Compounds of Ag(III) are very few, Ag2O3, Ag(OH)4, KAgF4 or Cs2KAgF6 are the common examples of the +3 oxidation state of silver. The formal oxidation number +1/2 is present in the yellow green solid Ag2F.

Uses of Silver

  • Silver and its compounds are widely used in photography, in silvering mirrors or plates, in silverware, jewelry, dentistry, and coins. It is also used in high-capacity electrical cells (Ag-Zn, Ag-Cd). Copper serves to increases the hardness of alloy to improve the wearing qualities.
  • The photographic light sensitivity plate consists of an emulsion of fine-grain silver halides like bromide, chloride, or iodide (diameter <1 μm) on a transparent medium like glass or celluloid.
  • The halide, usually AgBr with some amount of AgCl and organic dyes but AgI is used in very fast films. Organic dyes act as a photosensitizer to help light absorption over the entire visible band.
  • Silver plating in chemistry is done at the cathode of the electrolytic cell. A piece of pure Ag element acts as anode with the electrolytic solution sodium dicyanoargentate, Na[Ag(CN)2].

Detection of silver ion

Silver salts in an aqueous solution produce a curdy white precipitate of AgCl with chlorine ion.
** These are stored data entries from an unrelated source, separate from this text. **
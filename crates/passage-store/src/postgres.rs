//! Postgres-backed store.
//!
//! The production backend: `$n` placeholders, `DECIMAL(12,2)` monetary
//! columns (bound through `::numeric` casts, read back as `::float8` so the
//! shared record type decodes), `RETURNING id` inserts.

use async_trait::async_trait;
use sqlx::PgPool;
use sqlx::postgres::PgPoolOptions;

use crate::{AdminAccount, Store, StoreError};
use passage_core::{CLIENT_COLUMNS, ClientField, ClientRecord, FieldValue, MONEY_COLUMNS, PipelineStats};

const CREATE_ADMIN_USERS: &str = "
CREATE TABLE IF NOT EXISTS admin_users (
    id BIGSERIAL PRIMARY KEY,
    username TEXT UNIQUE NOT NULL,
    password TEXT NOT NULL,
    created_at TIMESTAMP DEFAULT CURRENT_TIMESTAMP,
    updated_at TIMESTAMP DEFAULT CURRENT_TIMESTAMP
)";

const CREATE_CLIENTS: &str = "
CREATE TABLE IF NOT EXISTS clients (
    id BIGSERIAL PRIMARY KEY,
    name TEXT NOT NULL,
    phone TEXT NOT NULL,
    district TEXT DEFAULT '',
    job_role TEXT DEFAULT '',
    country TEXT DEFAULT '',
    passport_no TEXT DEFAULT '',
    passport_submit_date TEXT DEFAULT '',
    passport_submitted_by TEXT DEFAULT 'self',
    passport_fee DECIMAL(12,2) DEFAULT 0,
    passport_payment_mode TEXT DEFAULT '',
    passport_payment_status TEXT DEFAULT 'pending',
    passport_payment_date TEXT DEFAULT '',
    passport_payment_reference TEXT DEFAULT '',
    interview_date TEXT DEFAULT '',
    interview_time TEXT DEFAULT '',
    interview_location TEXT DEFAULT '',
    interview_status TEXT DEFAULT 'pending',
    interview_reschedule_date TEXT DEFAULT '',
    interview_remarks TEXT DEFAULT '',
    offer_letter_status TEXT DEFAULT 'pending',
    offer_letter_date TEXT DEFAULT '',
    offer_letter_reference TEXT DEFAULT '',
    employer_company TEXT DEFAULT '',
    offered_salary TEXT DEFAULT '',
    contract_duration TEXT DEFAULT '',
    advance_payment DECIMAL(12,2) DEFAULT 0,
    advance_payment_mode TEXT DEFAULT '',
    advance_payment_status TEXT DEFAULT 'pending',
    advance_payment_date TEXT DEFAULT '',
    advance_payment_time TEXT DEFAULT '',
    advance_payment_reference TEXT DEFAULT '',
    medical_status TEXT DEFAULT 'pending',
    medical_date TEXT DEFAULT '',
    medical_report_no TEXT DEFAULT '',
    mofa_status TEXT DEFAULT 'not_applied',
    mofa_number TEXT DEFAULT '',
    mofa_date TEXT DEFAULT '',
    vfs_status TEXT DEFAULT 'not_applied',
    vfs_appointment_date TEXT DEFAULT '',
    vfs_reference_no TEXT DEFAULT '',
    takamual_status TEXT DEFAULT 'not_required',
    takamual_date TEXT DEFAULT '',
    takamual_certificate_no TEXT DEFAULT '',
    visa_status TEXT DEFAULT 'not_applied',
    visa_number TEXT DEFAULT '',
    visa_expiry_date TEXT DEFAULT '',
    agreement_process TEXT DEFAULT 'not_created',
    agreement_date TEXT DEFAULT '',
    agreement_number TEXT DEFAULT '',
    client_signed TEXT DEFAULT 'no',
    witness_name TEXT DEFAULT '',
    full_payment DECIMAL(12,2) DEFAULT 0,
    full_payment_mode TEXT DEFAULT '',
    full_payment_date TEXT DEFAULT '',
    flying_date TEXT DEFAULT '',
    flight_details TEXT DEFAULT '',
    ticket_status TEXT DEFAULT 'not_booked',
    remarks TEXT DEFAULT '',
    created_at TIMESTAMP DEFAULT CURRENT_TIMESTAMP,
    updated_at TIMESTAMP DEFAULT CURRENT_TIMESTAMP
)";

/// Postgres store over a connection pool.
pub struct PostgresStore {
    pool: PgPool,
}

impl PostgresStore {
    /// Connect to the database at `url`. Accepts both `postgres://` and
    /// `postgresql://` forms (managed hosts hand out either).
    pub async fn connect(url: &str) -> Result<Self, StoreError> {
        let pool = PgPoolOptions::new().max_connections(5).connect(url).await?;
        Ok(Self { pool })
    }
}

/// Explicit select list: money columns come back as `float8` so the shared
/// record type decodes from `DECIMAL` storage.
fn client_select_list() -> String {
    let mut columns = vec!["id".to_string()];
    for column in CLIENT_COLUMNS {
        if MONEY_COLUMNS.contains(&column) {
            columns.push(format!("{column}::float8 AS {column}"));
        } else {
            columns.push(column.to_string());
        }
    }
    columns.push("created_at".to_string());
    columns.push("updated_at".to_string());
    columns.join(", ")
}

#[async_trait]
impl Store for PostgresStore {
    async fn init_schema(&self) -> Result<(), StoreError> {
        sqlx::query(CREATE_ADMIN_USERS).execute(&self.pool).await?;
        sqlx::query(CREATE_CLIENTS).execute(&self.pool).await?;
        Ok(())
    }

    async fn find_admin(&self) -> Result<Option<AdminAccount>, StoreError> {
        let admin = sqlx::query_as("SELECT * FROM admin_users LIMIT 1")
            .fetch_optional(&self.pool)
            .await?;
        Ok(admin)
    }

    async fn find_admin_by_username(
        &self,
        username: &str,
    ) -> Result<Option<AdminAccount>, StoreError> {
        let admin = sqlx::query_as("SELECT * FROM admin_users WHERE username = $1")
            .bind(username)
            .fetch_optional(&self.pool)
            .await?;
        Ok(admin)
    }

    async fn insert_admin(&self, username: &str, password_digest: &str) -> Result<(), StoreError> {
        sqlx::query("INSERT INTO admin_users (username, password) VALUES ($1, $2)")
            .bind(username)
            .bind(password_digest)
            .execute(&self.pool)
            .await?;
        Ok(())
    }

    async fn reset_admin_password(
        &self,
        id: i64,
        password_digest: &str,
    ) -> Result<(), StoreError> {
        sqlx::query("UPDATE admin_users SET password = $1 WHERE id = $2")
            .bind(password_digest)
            .bind(id)
            .execute(&self.pool)
            .await?;
        Ok(())
    }

    async fn update_admin_credentials(
        &self,
        id: i64,
        username: &str,
        password_digest: &str,
    ) -> Result<(), StoreError> {
        sqlx::query(
            "UPDATE admin_users SET username = $1, password = $2, \
             updated_at = CURRENT_TIMESTAMP WHERE id = $3",
        )
        .bind(username)
        .bind(password_digest)
        .bind(id)
        .execute(&self.pool)
        .await?;
        Ok(())
    }

    async fn list_clients(&self) -> Result<Vec<ClientRecord>, StoreError> {
        let sql = format!(
            "SELECT {} FROM clients ORDER BY id DESC",
            client_select_list()
        );
        let clients = sqlx::query_as(&sql).fetch_all(&self.pool).await?;
        Ok(clients)
    }

    async fn get_client(&self, id: i64) -> Result<Option<ClientRecord>, StoreError> {
        let sql = format!("SELECT {} FROM clients WHERE id = $1", client_select_list());
        let client = sqlx::query_as(&sql)
            .bind(id)
            .fetch_optional(&self.pool)
            .await?;
        Ok(client)
    }

    async fn insert_client(&self, fields: &[ClientField]) -> Result<i64, StoreError> {
        let columns: Vec<&str> = fields.iter().map(|f| f.column).collect();
        let placeholders: Vec<String> = fields
            .iter()
            .enumerate()
            .map(|(i, f)| match f.value {
                FieldValue::Amount(_) => format!("${}::numeric", i + 1),
                FieldValue::Text(_) => format!("${}", i + 1),
            })
            .collect();
        let sql = format!(
            "INSERT INTO clients ({}) VALUES ({}) RETURNING id",
            columns.join(", "),
            placeholders.join(", ")
        );

        let mut query = sqlx::query_scalar(&sql);
        for field in fields {
            query = match &field.value {
                FieldValue::Text(s) => query.bind(s.as_str()),
                FieldValue::Amount(a) => query.bind(*a),
            };
        }
        let id: i64 = query.fetch_one(&self.pool).await?;
        Ok(id)
    }

    async fn update_client(&self, id: i64, fields: &[ClientField]) -> Result<(), StoreError> {
        let mut sets: Vec<String> = fields
            .iter()
            .enumerate()
            .map(|(i, f)| match f.value {
                FieldValue::Amount(_) => format!("{} = ${}::numeric", f.column, i + 1),
                FieldValue::Text(_) => format!("{} = ${}", f.column, i + 1),
            })
            .collect();
        sets.push("updated_at = CURRENT_TIMESTAMP".to_string());
        let sql = format!(
            "UPDATE clients SET {} WHERE id = ${}",
            sets.join(", "),
            fields.len() + 1
        );

        let mut query = sqlx::query(&sql);
        for field in fields {
            query = match &field.value {
                FieldValue::Text(s) => query.bind(s.as_str()),
                FieldValue::Amount(a) => query.bind(*a),
            };
        }
        query.bind(id).execute(&self.pool).await?;
        Ok(())
    }

    async fn delete_client(&self, id: i64) -> Result<(), StoreError> {
        sqlx::query("DELETE FROM clients WHERE id = $1")
            .bind(id)
            .execute(&self.pool)
            .await?;
        Ok(())
    }

    async fn clear_clients(&self) -> Result<(), StoreError> {
        sqlx::query("DELETE FROM clients").execute(&self.pool).await?;
        Ok(())
    }

    async fn stats(&self) -> Result<PipelineStats, StoreError> {
        let total_clients: i64 = sqlx::query_scalar("SELECT COUNT(*) FROM clients")
            .fetch_one(&self.pool)
            .await?;
        let interview_pending: i64 = sqlx::query_scalar(
            "SELECT COUNT(*) FROM clients WHERE interview_status IN ('pending', 'scheduled')",
        )
        .fetch_one(&self.pool)
        .await?;
        let interview_passed: i64 = sqlx::query_scalar(
            "SELECT COUNT(*) FROM clients WHERE interview_status IN ('selected', 'passed')",
        )
        .fetch_one(&self.pool)
        .await?;
        let visa_approved: i64 =
            sqlx::query_scalar("SELECT COUNT(*) FROM clients WHERE visa_status = 'approved'")
                .fetch_one(&self.pool)
                .await?;
        let visa_processing: i64 = sqlx::query_scalar(
            "SELECT COUNT(*) FROM clients \
             WHERE visa_status NOT IN ('approved', 'rejected', 'not_applied', '')",
        )
        .fetch_one(&self.pool)
        .await?;
        let total_advance: f64 = sqlx::query_scalar(
            "SELECT COALESCE(SUM(advance_payment), 0)::float8 FROM clients",
        )
        .fetch_one(&self.pool)
        .await?;
        let total_full_payment: f64 = sqlx::query_scalar(
            "SELECT COALESCE(SUM(full_payment), 0)::float8 FROM clients",
        )
        .fetch_one(&self.pool)
        .await?;
        let total_passport_fee: f64 = sqlx::query_scalar(
            "SELECT COALESCE(SUM(passport_fee), 0)::float8 FROM clients \
             WHERE passport_submitted_by = 'agency'",
        )
        .fetch_one(&self.pool)
        .await?;
        let ready_to_fly: i64 = sqlx::query_scalar(
            "SELECT COUNT(*) FROM clients \
             WHERE visa_status = 'approved' AND flying_date IS NOT NULL AND flying_date != ''",
        )
        .fetch_one(&self.pool)
        .await?;

        Ok(PipelineStats {
            total_clients,
            interview_pending,
            interview_passed,
            visa_approved,
            visa_processing,
            total_advance,
            total_full_payment,
            total_passport_fee,
            total_revenue: total_advance + total_full_payment + total_passport_fee,
            ready_to_fly,
        })
    }

    fn backend(&self) -> &'static str {
        "postgresql"
    }
}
The precipitate is insoluble in nitric acid but readily dissolved in aqueous ammonia. Ag+ also forms a red precipice (Ag2CrO4) with potassium dichromate solution which is insoluble in acetic acid. All the silver compounds produce a lustrous white malleable bed on heating with sodium carbonate on charcoal. The bead may be dissolved in nitric acid and tested with hydrogen chloride (HCl).

Gravimetric analysis

In learning chemistry or chemical science, silver may be estimated gravimetrically as chloride or by electrodeposition (coulometer), volumetrically. In Mohrs’s method, a known volume of standard sodium chloride solution triturated with AgNO3 solution using potassium chromate as an indicator. In Volhard’s method, the silver nitrate (AgNO3) is triturated by standard potassium or ammonium thiocyanate using ferric alum as an indicator. The Ag+ ion forms a white precipitate of AgSCN but when the concentration falls below the solubility, the blood-red color of thiocyanate ions produce with ferric ion.